1. Direct licences are perfectly possible to PRS members. It all depends on what sort of Direct licence you want, as to the cost.
2. Have you actually written any library music yet?
3. Do you know that the libraries you are targeting actually want your music?
4. It is also possible to be a member of more than one PRO. Just not in the same territory.


----------



## amysteriouskeyboard (Aug 2, 2021)

Chris Harper said:


> I can’t speak for whether PRS or one of the American PROs would be more appropriate. I will let someone address that. But I will offer some friendly advice:
> 
> I would not personally release any song for any purpose without registering it with a PRO first. One of my best friends works at BMI, and you would not believe some of the stories I have heard. It is not uncommon that some unscrupulous person runs across a song that has been released, checks the database and sees it has not been registered, registers the song claiming they own the rights and begins collecting royalty checks. In many cases, the songwriter isn’t even aware the song is earning royalties, sometimes for years. When the songwriter tries to register their song, it will either be flagged by the society where it is already registered when it gets reviewed for issuance of an ISWC # (if the criminal actually listed the correct songwriter and if they are lucky), or the songwriter’s submission of the song would be registered with a totally different ISWC # if nobody notices the discrepancy. In that case, the song may already be earning royalties under a separate ISWC number, which are getting paid to the fraudster. Since song titles are not unique, the PRO may have a difficult time matching the fraudulent registration with the legitimate one. Either way, this usually results in a very serious legal mess that could take months or years to resolve. The songwriter will have to convince the PRO that they are rightful owner of the song, then possibly end up having to file a lawsuit. And the type of person that fraudulently registers songs usually doesn’t have any money, so the songwriter will probably never be able to get paid the royalties that were rightfully theirs, even if they win a judgment in court. Well, at least that’s my understanding of how US law works. I have no idea about UK law.
> 
> ...


Thanks for letting me know about this. I knew this sort of thing happened but I didn't realise it was that complex to resolve. Perhaps I will join a PRO before releasing music then.


Daryl said:


> 1. Direct licences are perfectly possible to PRS members. It all depends on what sort of Direct licence you want, as to the cost.
> 2. Have you actually written any library music yet?
> 3. Do you know that the libraries you are targeting actually want your music?
> 4. It is also possible to be a member of more than one PRO. Just not in the same territory.

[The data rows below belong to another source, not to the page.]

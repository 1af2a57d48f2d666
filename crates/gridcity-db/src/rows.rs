//! Row types read from `PostgreSQL` and their conversion to domain values.
//!
//! Enums are stored as `TEXT` using their snake case names; weekdays as
//! `SMALLINT` days from Monday. Conversions never panic: anything out of
//! range becomes [`DbError::Corrupt`].

use chrono::Weekday;
use rust_decimal::Decimal;
use uuid::Uuid;

use gridcity_types::{
    Building, BuildingCondition, Company, CompanyStanding, GridPos, LocationType, MapConfig,
    SecurityConfig,
};

use crate::error::DbError;

/// A row from the `companies` table.
#[derive(Debug, Clone, sqlx::FromRow)]
pub struct CompanyRow {
    /// Company UUID.
    pub id: Uuid,
    /// Display name.
    pub name: String,
    /// Company level.
    pub level: i32,
    /// Cash on hand.
    pub cash: Decimal,
    /// Prison flag.
    pub is_in_prison: bool,
    /// Outstanding fine.
    pub prison_fine: Decimal,
    /// Ticks since the last action.
    pub ticks_since_action: i32,
    /// Map the company is playing.
    pub current_map_id: Option<Uuid>,
}

impl TryFrom<CompanyRow> for Company {
    type Error = DbError;

    fn try_from(row: CompanyRow) -> Result<Self, Self::Error> {
        let level = u32::try_from(row.level)
            .map_err(|e| DbError::Corrupt(format!("company {} level: {e}", row.id)))?;
        let ticks_since_action = u32::try_from(row.ticks_since_action)
            .map_err(|e| DbError::Corrupt(format!("company {} idle ticks: {e}", row.id)))?;
        Ok(Self {
            id: row.id.into(),
            name: row.name,
            level,
            standing: CompanyStanding {
                cash: row.cash,
                is_in_prison: row.is_in_prison,
                prison_fine: row.prison_fine,
            },
            ticks_since_action,
            current_map_id: row.current_map_id.map(Into::into),
        })
    }
}

/// A row from the `buildings` table.
#[derive(Debug, Clone, sqlx::FromRow)]
#[allow(clippy::struct_excessive_bools)]
pub struct BuildingRow {
    /// Building UUID.
    pub id: Uuid,
    /// Map UUID.
    pub map_id: Uuid,
    /// Column.
    pub x: i32,
    /// Row.
    pub y: i32,
    /// Building type name.
    pub building_type: String,
    /// Owning company UUID.
    pub owner: Uuid,
    /// Damage, 0 to 100.
    pub damage_percent: i16,
    /// Burning flag.
    pub is_on_fire: bool,
    /// Collapsed flag.
    pub is_collapsed: bool,
    /// Current profit per tick.
    pub profit: Decimal,
    /// Whether a security configuration is installed.
    pub has_security: bool,
    /// Cameras installed.
    pub cameras: bool,
    /// Guard dogs installed.
    pub guard_dogs: bool,
    /// Security guards installed.
    pub security_guards: bool,
    /// Sprinklers installed.
    pub sprinklers: bool,
}

impl TryFrom<BuildingRow> for Building {
    type Error = DbError;

    fn try_from(row: BuildingRow) -> Result<Self, Self::Error> {
        let damage_percent = u8::try_from(row.damage_percent)
            .map_err(|e| DbError::Corrupt(format!("building {} damage: {e}", row.id)))?;
        let security = row.has_security.then_some(SecurityConfig {
            cameras: row.cameras,
            guard_dogs: row.guard_dogs,
            security_guards: row.security_guards,
            sprinklers: row.sprinklers,
        });
        Ok(Self {
            id: row.id.into(),
            map_id: row.map_id.into(),
            pos: GridPos::new(row.x, row.y),
            building_type: row.building_type,
            owner: row.owner.into(),
            condition: BuildingCondition {
                damage_percent,
                is_on_fire: row.is_on_fire,
                is_collapsed: row.is_collapsed,
            },
            profit: row.profit,
            security,
        })
    }
}

/// A row from the `maps` table.
#[derive(Debug, Clone, sqlx::FromRow)]
pub struct MapRow {
    /// Map UUID.
    pub id: Uuid,
    /// Display name.
    pub name: String,
    /// `town`, `city` or `capital`.
    pub location_type: String,
    /// Strike weekday as days from Monday.
    pub police_strike_day: Option<i16>,
    /// Last committed tick.
    pub current_tick: i64,
}

impl TryFrom<MapRow> for MapConfig {
    type Error = DbError;

    fn try_from(row: MapRow) -> Result<Self, Self::Error> {
        let location_type = row
            .location_type
            .parse::<LocationType>()
            .map_err(|e| DbError::Corrupt(format!("map {}: {e}", row.id)))?;
        let police_strike_day = row
            .police_strike_day
            .map(|day| weekday_from_db(day).ok_or_else(|| {
                DbError::Corrupt(format!("map {} strike day {day}", row.id))
            }))
            .transpose()?;
        let current_tick = u64::try_from(row.current_tick)
            .map_err(|e| DbError::Corrupt(format!("map {} tick: {e}", row.id)))?;
        Ok(Self {
            id: row.id.into(),
            name: row.name,
            location_type,
            police_strike_day,
            current_tick,
        })
    }
}

/// Days from Monday, as stored.
pub const fn weekday_to_db(day: Weekday) -> i16 {
    match day {
        Weekday::Mon => 0,
        Weekday::Tue => 1,
        Weekday::Wed => 2,
        Weekday::Thu => 3,
        Weekday::Fri => 4,
        Weekday::Sat => 5,
        Weekday::Sun => 6,
    }
}

/// Inverse of [`weekday_to_db`].
pub fn weekday_from_db(day: i16) -> Option<Weekday> {
    u8::try_from(day).ok().and_then(|d| Weekday::try_from(d).ok())
}

/// Saturating conversion for counters stored as `BIGINT`.
pub fn u64_to_db(value: u64) -> i64 {
    i64::try_from(value).unwrap_or(i64::MAX)
}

Ah, sorry I must have misunderstood their writers' agreement. If it is indeed possible to do direct licenses then I suppose there's nothing to worry about in that aspect.
I have written some library music tracks but I'm trying to get a decent number of tracks together before I try submitting music to libraries. I'll be honest and say I really don't know whether I'll get accepted to the ones that I'm looking at right now. I'm taking a while to put tracks together mainly because I want to make sure that I'd only be putting forward my best music, at least at the beginning anyway. I'm hoping that in the process of making these tracks I'll naturally improve my composition and production skills so that it wouldn't take this long to put decent music together. It's not a huge deal if I get rejected from a few at the beginning - I'll just keep trying my best to improve my music. 

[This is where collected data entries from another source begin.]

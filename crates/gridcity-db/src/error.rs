//! Error types for the data layer.
//!
//! [`DbError`] wraps [`sqlx`] failures. A lost compare-and-set is its own
//! variant, [`DbError::Conflict`], and converts to
//! [`StoreError::Conflict`] so the engine can retry it.

use gridcity_core::StoreError;

/// Errors that can occur in the data layer.
#[derive(Debug, thiserror::Error)]
pub enum DbError {
    /// A `PostgreSQL` operation failed.
    #[error("PostgreSQL error: {0}")]
    Postgres(#[from] sqlx::Error),

    /// A `PostgreSQL` migration failed.
    #[error("migration failed: {0}")]
    Migration(#[from] sqlx::migrate::MigrateError),

    /// A guarded update matched no row; the transaction was rolled back.
    #[error("concurrent modification: {0}")]
    Conflict(String),

    /// A stored row cannot be represented as a domain value.
    #[error("corrupt row: {0}")]
    Corrupt(String),

    /// The connection settings are unusable.
    #[error("configuration error: {0}")]
    Config(String),
}

impl From<DbError> for StoreError {
    fn from(err: DbError) -> Self {
        match err {
            DbError::Conflict(reason) => Self::conflict(reason),
            other => Self::backend(other.to_string()),
        }
    }
}

#[cfg(test)]
mod tests {
    use super::*;

    #[test]
    fn conflicts_stay_conflicts() {
        let store: StoreError = DbError::Conflict("building changed".to_owned()).into();
        assert!(store.is_conflict());

        let store: StoreError = DbError::Corrupt("bad level".to_owned()).into();
        assert!(!store.is_conflict());
    }
}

I wasn't actually aware composers could join two PROs - at least BMI don't seem to want songwriters who are members of PROs elsewhere from looking at their site. If I can join both BMI and PRS I'll definitely consider joining both, maybe initially BMI and then PRS once I'm eligible (I think members' music has to be broadcast on television or performed live or meet other requirements before they can join).


----------



## Daryl (Aug 2, 2021)

You have the choice of what territories the PRO is responsible for. Some film composers join PRS, but have ASCAP exclusively for the US, for example. Don't worry about PRS eligibility. That's a throwback to the olden days.

In terms of direct licences, you ned to be more specific, because that term covers a multitude of sins.

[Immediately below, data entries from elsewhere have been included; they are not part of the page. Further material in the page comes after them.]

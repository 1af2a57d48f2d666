//! Enumeration types for the Gridcity simulation core.
//!
//! Wire names are `snake_case` everywhere (serde, database `TEXT` columns,
//! trick identifiers submitted by players).

use core::fmt;
use core::str::FromStr;

use rust_decimal::Decimal;
use serde::{Deserialize, Serialize};
use ts_rs::TS;

// ---------------------------------------------------------------------------
// Terrain
// ---------------------------------------------------------------------------

/// The immutable terrain of a tile.
#[derive(Debug, Clone, Copy, PartialEq, Eq, PartialOrd, Ord, Hash, Serialize, Deserialize, TS)]
#[serde(rename_all = "snake_case")]
#[ts(export, export_to = "bindings/")]
pub enum TerrainType {
    /// Buildable open land.
    FreeLand,
    /// Water; never carries a building.
    Water,
    /// Paved road.
    Road,
    /// Unpaved track.
    DirtTrack,
    /// Wooded tile.
    Trees,
}

impl TerrainType {
    /// Database / wire name of this terrain.
    pub const fn as_str(self) -> &'static str {
        match self {
            Self::FreeLand => "free_land",
            Self::Water => "water",
            Self::Road => "road",
            Self::DirtTrack => "dirt_track",
            Self::Trees => "trees",
        }
    }
}

// ---------------------------------------------------------------------------
// Map location tier
// ---------------------------------------------------------------------------

/// Settlement tier of a map. Scales the fine charged to caught attackers.
#[derive(Debug, Clone, Copy, PartialEq, Eq, PartialOrd, Ord, Hash, Serialize, Deserialize, TS)]
#[serde(rename_all = "snake_case")]
#[ts(export, export_to = "bindings/")]
pub enum LocationType {
    /// Small settlement (x1.0).
    Town,
    /// Mid-size settlement (x1.5).
    City,
    /// Capital (x2.0).
    Capital,
}

impl LocationType {
    /// Fine multiplier for this tier.
    pub const fn fine_multiplier(self) -> Decimal {
        match self {
            Self::Town => Decimal::ONE,
            Self::City => Decimal::from_parts(15, 0, 0, false, 1),
            Self::Capital => Decimal::TWO,
        }
    }

    /// Database / wire name of this tier.
    pub const fn as_str(self) -> &'static str {
        match self {
            Self::Town => "town",
            Self::City => "city",
            Self::Capital => "capital",
        }
    }
}

impl FromStr for LocationType {
    type Err = UnknownVariant;

    fn from_str(s: &str) -> Result<Self, Self::Err> {
        match s {
            "town" => Ok(Self::Town),
            "city" => Ok(Self::City),
            "capital" => Ok(Self::Capital),
            other => Err(UnknownVariant::new("location type", other)),
        }
    }
}

// ---------------------------------------------------------------------------
// Tricks
// ---------------------------------------------------------------------------

/// The closed set of dirty tricks a company can perform.
///
/// Numbers (cost, damage, catch rates) live in the trick catalog data
/// table, not here; this enum only names the rows.
#[derive(Debug, Clone, Copy, PartialEq, Eq, PartialOrd, Ord, Hash, Serialize, Deserialize, TS)]
#[serde(rename_all = "snake_case")]
#[ts(export, export_to = "bindings/")]
pub enum TrickType {
    /// Spray-paint the facade.
    Graffiti,
    /// Smoke out the premises.
    SmokeBomb,
    /// Make the building unbearable for customers.
    StinkBomb,
    /// Start a small fire.
    CauseFire,
    /// Firebomb the building.
    FireBomb,
}

impl TrickType {
    /// Every trick, in catalog order.
    pub const ALL: [Self; 5] = [
        Self::Graffiti,
        Self::SmokeBomb,
        Self::StinkBomb,
        Self::CauseFire,
        Self::FireBomb,
    ];

    /// Database / wire name of this trick.
    pub const fn as_str(self) -> &'static str {
        match self {
            Self::Graffiti => "graffiti",
            Self::SmokeBomb => "smoke_bomb",
            Self::StinkBomb => "stink_bomb",
            Self::CauseFire => "cause_fire",
            Self::FireBomb => "fire_bomb",
        }
    }
}

impl fmt::Display for TrickType {
    fn fmt(&self, f: &mut fmt::Formatter<'_>) -> fmt::Result {
        f.write_str(self.as_str())
    }
}

impl FromStr for TrickType {
    type Err = UnknownVariant;

    fn from_str(s: &str) -> Result<Self, Self::Err> {
        Self::ALL
            .into_iter()
            .find(|trick| trick.as_str() == s)
            .ok_or_else(|| UnknownVariant::new("trick", s))
    }
}

// ---------------------------------------------------------------------------
// Catch attribution
// ---------------------------------------------------------------------------

/// Who caught an attacker. At most one attribution is ever recorded.
#[derive(Debug, Clone, Copy, PartialEq, Eq, PartialOrd, Ord, Hash, Serialize, Deserialize, TS)]
#[serde(rename_all = "snake_case")]
#[ts(export, export_to = "bindings/")]
pub enum CaughtBy {
    /// The target building's own security.
    Security,
    /// The map's police force.
    Police,
}

impl CaughtBy {
    /// Database / wire name.
    pub const fn as_str(self) -> &'static str {
        match self {
            Self::Security => "security",
            Self::Police => "police",
        }
    }
}

impl FromStr for CaughtBy {
    type Err = UnknownVariant;

    fn from_str(s: &str) -> Result<Self, Self::Err> {
        match s {
            "security" => Ok(Self::Security),
            "police" => Ok(Self::Police),
            other => Err(UnknownVariant::new("catch source", other)),
        }
    }
}

// ---------------------------------------------------------------------------
// Ledger transaction kinds
// ---------------------------------------------------------------------------

/// Category of a cash ledger transaction.
#[derive(Debug, Clone, Copy, PartialEq, Eq, PartialOrd, Ord, Hash, Serialize, Deserialize, TS)]
#[serde(rename_all = "snake_case")]
#[ts(export, export_to = "bindings/")]
pub enum TransactionKind {
    /// Cost of performing a dirty trick.
    TrickCost,
    /// Settlement of a prison fine.
    FinePayment,
}

impl TransactionKind {
    /// Database / wire name.
    pub const fn as_str(self) -> &'static str {
        match self {
            Self::TrickCost => "trick_cost",
            Self::FinePayment => "fine_payment",
        }
    }
}

// ---------------------------------------------------------------------------
// Parse error
// ---------------------------------------------------------------------------

/// A string did not name any variant of the expected enum.
#[derive(Debug, Clone, PartialEq, Eq)]
pub struct UnknownVariant {
    /// Human-readable name of the enum being parsed.
    pub kind: &'static str,
    /// The rejected input.
    pub value: String,
}

impl UnknownVariant {
    fn new(kind: &'static str, value: &str) -> Self {
        Self {
            kind,
            value: value.to_owned(),
        }
    }
}

impl fmt::Display for UnknownVariant {
    fn fmt(&self, f: &mut fmt::Formatter<'_>) -> fmt::Result {
        write!(f, "unknown {}: {:?}", self.kind, self.value)
    }
}

impl std::error::Error for UnknownVariant {}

Just so you know, the best libraries are unlikely to accept any of your music you send them. Not because it isn't good enough, but because they brief composers themselves, and the tracks are written to these bespoke briefs.


----------



## amysteriouskeyboard (Aug 2, 2021)

Daryl said:


> You have the choice of what territories the PRO is responsible for. Some film composers join PRS, but have ASCAP exclusively for the US, for example. Don't worry about PRS eligibility. That's a throwback to the olden days.
> 
> In terms of direct licences, you ned to be more specific, because that term covers a multitude of sins.
> 
> Just so you know, the best libraries are unlikely to accept any of your music you send them. Not because it isn't good enough, but because they brief composers themselves, and the tracks are written to these bespoke briefs.


Thanks for this. I think what I may do is just upload my music to Soundcloud or distribute it, use that as my evidence for PRS eligibility (assuming that would be enough) and then register those tracks with them.
I think I'm correct in assuming that I shouldn't have to reupload or re-release my music through my distributor once I register it with a PRO. I think a major upside of PRS is that I think members can leave anytime so if I really regret my decision I can always just move to BMI instead. For some reason I'm struggling to find the full members' agreement for PRS that I saw a few days ago that mentioned direct licensing but I don't think there was anything else on there that stuck out as a concern.

When you describe direct licenses as covering a 'multitude of sins', are you implying that direct licensing isn't a good idea or just reflecting upon how PRS see their members doing direct licensing? Also, this may be a stupid question but if I were to send my music to a promotion channel on youtube, agreeing to remove any content ID claim, would this count as a direct license?


----------



## GtrString (Aug 2, 2021)

You should register locally, so your work will be covered by local laws. Otherwise you will need to consult with American lawyers, fees and whatnot in case you need to sort anything out. that can be very expensive and risky for you.


----------



## amysteriouskeyboard (Aug 2, 2021)

GtrString said:


> You should register locally, so your work will be covered by local laws. Otherwise you will need to consult with American lawyers, fees and whatnot in case you need to sort anything out. that can be very expensive and risky for you.


That's a very good point which I didn't think about before - thank you.


----------